→ Aim of the exercise: All lines in the material below that hold "slot" should be found and copied.

:: Data in this exercise

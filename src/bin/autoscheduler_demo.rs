//! # Autoscheduler demo
//!
//! Builds a small synthetic diamond pipeline —
//! `input -> blur_x -> blur_y -> output` with a second `input -> sharpen ->
//! output` branch — and runs the beam search over it, printing the winning
//! schedule.
//!
//! ```bash
//! cargo run --bin autoscheduler-demo
//! ```

use pipeline_autoscheduler::config::{Config, SearchParams};
use pipeline_autoscheduler::cost_model::HeuristicCostModel;
use pipeline_autoscheduler::dag::{build_dag, CallSpec, ComputeOpCounts, FuncDef, MachineParams, PipelineDescription, RegionComputedSpec};
use pipeline_autoscheduler::statistics::Statistics;
use pipeline_autoscheduler::symbolic::{Expr, Interval};
use std::rc::Rc;

fn stencil_call(producer: &str, stencil_dim: usize, radius: i64, dims: usize) -> CallSpec {
    let per_producer_dim = (0..dims)
        .map(|d| {
            let v = Expr::var(format!("x{d}"));
            if d == stencil_dim {
                Interval::new(v.clone().sub(Expr::constant(radius)), v.add(Expr::constant(radius)))
            } else {
                Interval::new(v.clone(), v)
            }
        })
        .collect();
    CallSpec { producer: producer.to_string(), per_producer_dim, calls: (2 * radius + 1) as u64 }
}

fn identity_call(producer: &str, dims: usize) -> CallSpec {
    let per_producer_dim = (0..dims)
        .map(|d| {
            let v = Expr::var(format!("x{d}"));
            Interval::new(v.clone(), v)
        })
        .collect();
    CallSpec { producer: producer.to_string(), per_producer_dim, calls: 1 }
}

fn pointwise_func(name: &str, dims: usize, calls: Vec<CallSpec>) -> FuncDef {
    FuncDef {
        name: name.to_string(),
        dims,
        bytes_per_point: 4,
        is_input: calls.is_empty(),
        is_output: false,
        is_wrapper: false,
        is_pointwise: calls.len() <= 1,
        is_boundary_condition: false,
        vector_width: 8,
        region_computed: vec![RegionComputedSpec::EqualsRequired; dims],
        calls,
        estimated_region_required: None,
        constant_domain: None,
        compute_ops: ComputeOpCounts { adds: 4.0, muls: 1.0, divs: 0.0, other: 0.0, type_mask: [0.0; 7] },
    }
}

fn build_diamond_pipeline() -> PipelineDescription {
    const DIMS: usize = 2;
    const WIDTH: i64 = 1920;
    const HEIGHT: i64 = 1080;

    let mut input = pointwise_func("input", DIMS, vec![]);
    input.constant_domain = Some(vec![(0, WIDTH - 1), (0, HEIGHT - 1)]);

    let blur_x = pointwise_func("blur_x", DIMS, vec![stencil_call("input", 0, 1, DIMS)]);
    let blur_y = pointwise_func("blur_y", DIMS, vec![stencil_call("blur_x", 1, 1, DIMS)]);
    let sharpen = pointwise_func("sharpen", DIMS, vec![identity_call("input", DIMS)]);

    let mut output = pointwise_func(
        "output",
        DIMS,
        vec![identity_call("blur_y", DIMS), identity_call("sharpen", DIMS)],
    );
    output.is_output = true;
    output.estimated_region_required = Some(vec![(0, WIDTH - 1), (0, HEIGHT - 1)]);

    PipelineDescription {
        funcs: vec![output, blur_y, blur_x, sharpen, input],
        outputs: vec!["output".to_string()],
    }
}

fn main() -> anyhow::Result<()> {
    let config = Config::load().unwrap_or_default();
    tracing_subscriber::fmt()
        .with_env_filter(tracing_subscriber::EnvFilter::new(&config.logging.level))
        .init();

    let desc = build_diamond_pipeline();
    let dag = build_dag(&desc, &MachineParams::default())?;

    let params = SearchParams { beam_size: 8, num_passes: 3, ..config.search };
    let mut cost_model = HeuristicCostModel::new(Rc::new(dag.clone()));
    let mut statistics = Statistics::new();

    let winner = pipeline_autoscheduler::search(&dag, &params, &mut cost_model, &mut statistics)?;

    println!("winning schedule cost: {:.3}", winner.cost);
    println!("decisions made: {}", winner.num_decisions_made);
    println!("passes run: {}", statistics.passes.len());
    for pass in &statistics.passes {
        println!("  pass {}: winner cost {:.3}", pass.pass_idx, pass.winner_cost);
    }
    println!("states evaluated: {}", statistics.states_evaluated);
    println!("states dropped by dropout: {}", statistics.states_dropped_by_dropout);

    Ok(())
}
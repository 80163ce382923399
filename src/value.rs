use crate::VmString;
use std::fmt::{self, Display, Formatter};

#[derive(Debug, Clone, PartialEq, Eq, Default)]
pub enum Element {
    /// A slot that was never written, or whose string was released by
    /// `SFREE`.
    #[default]
    Empty,
    Integer(i32),
    Bool(bool),
    Str(VmString),
}

impl Element {
    pub fn type_name(&self) -> &'static str {
        match self {
            Element::Empty => "empty slot",
            Element::Integer(_) => "integer",
            Element::Bool(_) => "boolean",
            Element::Str(_) => "string",
        }
    }

    /// Appends the form PRINT writes. Strings go out as raw bytes.
    pub fn write_to(&self, out: &mut Vec<u8>) {
        match self {
            Element::Str(s) => out.extend_from_slice(s.as_bytes()),
            other => out.extend_from_slice(other.to_string().as_bytes()),
        }
    }

    /// Like `write_to`, but strings are quoted so `"1"` and `1` differ.
    pub fn write_trace(&self, out: &mut Vec<u8>) {
        if let Element::Str(s) = self {
            out.push(b'"');
            out.extend_from_slice(s.as_bytes());
            out.push(b'"');
        } else {
            self.write_to(out);
        }
    }
}

impl Display for Element {
    fn fmt(&self, f: &mut Formatter) -> fmt::Result {
        match self {
            Element::Empty => write!(f, "?"),
            Element::Integer(v) => write!(f, "{}", v),
            Element::Bool(v) => write!(f, "{}", v),
            Element::Str(v) => write!(f, "{}", v),
        }
    }
}

impl From<i32> for Element {
    fn from(value: i32) -> Self {
        Element::Integer(value)
    }
}

impl From<bool> for Element {
    fn from(value: bool) -> Self {
        Element::Bool(value)
    }
}

impl From<VmString> for Element {
    fn from(value: VmString) -> Self {
        Element::Str(value)
    }
}

impl From<&str> for Element {
    fn from(value: &str) -> Self {
        Element::Str(VmString::new(value))
    }
}
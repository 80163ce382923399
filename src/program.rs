use crate::{DecodeError, Instruction, VmString};
use std::collections::BTreeMap;

/// Function start addresses and their names.
#[derive(Debug, Default, Clone, PartialEq, Eq)]
pub struct FunctionTable {
    names: BTreeMap<u32, String>,
    max_address: u32,
}

impl FunctionTable {
    pub fn with_max_address(max_address: u32) -> Self {
        Self {
            names: BTreeMap::new(),
            max_address,
        }
    }

    pub fn declare(&mut self, address: u32, name: String) {
        self.max_address = self.max_address.max(address);
        self.names.insert(address, name);
    }

    pub fn name_at(&self, address: u32) -> Option<&str> {
        self.names.get(&address).map(String::as_str)
    }

    pub fn lookup(&self, name: &str) -> Option<u32> {
        self.iter()
            .find(|(_, declared)| *declared == name)
            .map(|(address, _)| address)
    }

    pub fn iter(&self) -> impl Iterator<Item = (u32, &str)> {
        self.names
            .iter()
            .map(|(address, name)| (*address, name.as_str()))
    }

    pub fn len(&self) -> usize {
        self.names.len()
    }

    pub fn is_empty(&self) -> bool {
        self.names.is_empty()
    }

    pub fn max_address(&self) -> usize {
        self.max_address as usize
    }
}

/// A loaded program: encoded code, string constants and function names.
#[derive(Debug, Default, Clone, PartialEq, Eq)]
pub struct Program {
    pub code: Vec<u8>,
    pub strings: Vec<VmString>,
    pub functions: FunctionTable,
}

impl Program {
    pub fn new(
        code: Vec<u8>,
        strings: Vec<VmString>,
        functions: FunctionTable,
    ) -> Self {
        Self {
            code,
            strings,
            functions,
        }
    }

    pub fn len(&self) -> usize {
        self.code.len()
    }

    pub fn is_empty(&self) -> bool {
        self.code.is_empty()
    }

    pub fn instructions(&self) -> Instructions<'_> {
        Instructions {
            code: &self.code,
            address: 0,
        }
    }

    pub fn disassemble(&self) -> String {
        let mut lines = Vec::new();
        for entry in self.instructions() {
            match entry {
                Ok((address, instruction)) => {
                    if let Some(name) = self.functions.name_at(address as u32) {
                        lines.push(format!("{}:", name));
                    }
                    lines.push(format!("{:0>4} {}", address, instruction));
                }
                Err(error) => {
                    lines.push(format!("error: {}", error));
                    break;
                }
            }
        }
        lines.join("\n")
    }
}

pub struct Instructions<'a> {
    code: &'a [u8],
    address: usize,
}

impl<'a> Iterator for Instructions<'a> {
    type Item = Result<(usize, Instruction), DecodeError>;

    fn next(&mut self) -> Option<Self::Item> {
        if self.address >= self.code.len() {
            return None;
        }
        let address = self.address;
        match Instruction::decode(self.code, address) {
            Ok(instruction) => {
                self.address += instruction.size();
                Some(Ok((address, instruction)))
            }
            Err(error) => {
                self.address = self.code.len();
                Some(Err(error))
            }
        }
    }
}

#[cfg(test)]
mod tests {
    use super::*;
    use crate::Opcode;
    use anyhow::Result;

    fn encode(instructions: &[Instruction]) -> Vec<u8> {
        instructions
            .iter()
            .flat_map(|instruction| instruction.as_bytes())
            .collect()
    }

    #[test]
    fn test_function_table_lookup() {
        let mut functions = FunctionTable::with_max_address(12);
        functions.declare(0, "main".to_string());
        functions.declare(12, "foo".to_string());

        assert_eq!(functions.lookup("main"), Some(0));
        assert_eq!(functions.lookup("foo"), Some(12));
        assert_eq!(functions.lookup("bar"), None);
        assert_eq!(functions.name_at(12), Some("foo"));
        assert_eq!(functions.name_at(5), None);
        assert_eq!(functions.name_at(400), None);
        assert_eq!(functions.len(), 2);
        assert_eq!(functions.max_address(), 12);
    }

    #[test]
    fn test_function_table_is_sparse() {
        let mut functions = FunctionTable::with_max_address(u32::MAX);
        functions.declare(u32::MAX, "last".to_string());
        assert_eq!(functions.lookup("last"), Some(u32::MAX));
        assert_eq!(functions.len(), 1);
        assert_eq!(functions.max_address(), u32::MAX as usize);
    }

    #[test]
    fn test_disassemble() -> Result<()> {
        let code = encode(&[
            Instruction::new(Opcode::IConst, &[1])?,
            Instruction::new(Opcode::Call, &[13, 1])?,
            Instruction::new(Opcode::Halt, &[])?,
            Instruction::new(Opcode::Load, &[0])?,
            Instruction::new(Opcode::Print, &[])?,
            Instruction::new(Opcode::Ret, &[])?,
        ]);

        let mut functions = FunctionTable::with_max_address(13);
        functions.declare(0, "main".to_string());
        functions.declare(13, "show".to_string());
        let program = Program::new(code, vec![], functions);

        let expected = [
            "main:",
            "0000 ICONST 1",
            "0005 CALL 13, 1",
            "0012 HALT",
            "show:",
            "0013 LOAD 0",
            "0016 PRINT",
            "0017 RET",
        ]
        .join("\n");

        assert_eq!(program.disassemble(), expected);
        Ok(())
    }

    #[test]
    fn test_disassemble_stops_at_bad_opcode() {
        let program = Program::new(vec![0, 99], vec![], FunctionTable::default());
        assert_eq!(
            program.disassemble(),
            "0000 HALT\nerror: invalid opcode: 99 at ip=1"
        );
    }
}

::::

→ Task answer:
    /// A slot that was never written, or whose string was released by
            Element::Empty => "empty slot",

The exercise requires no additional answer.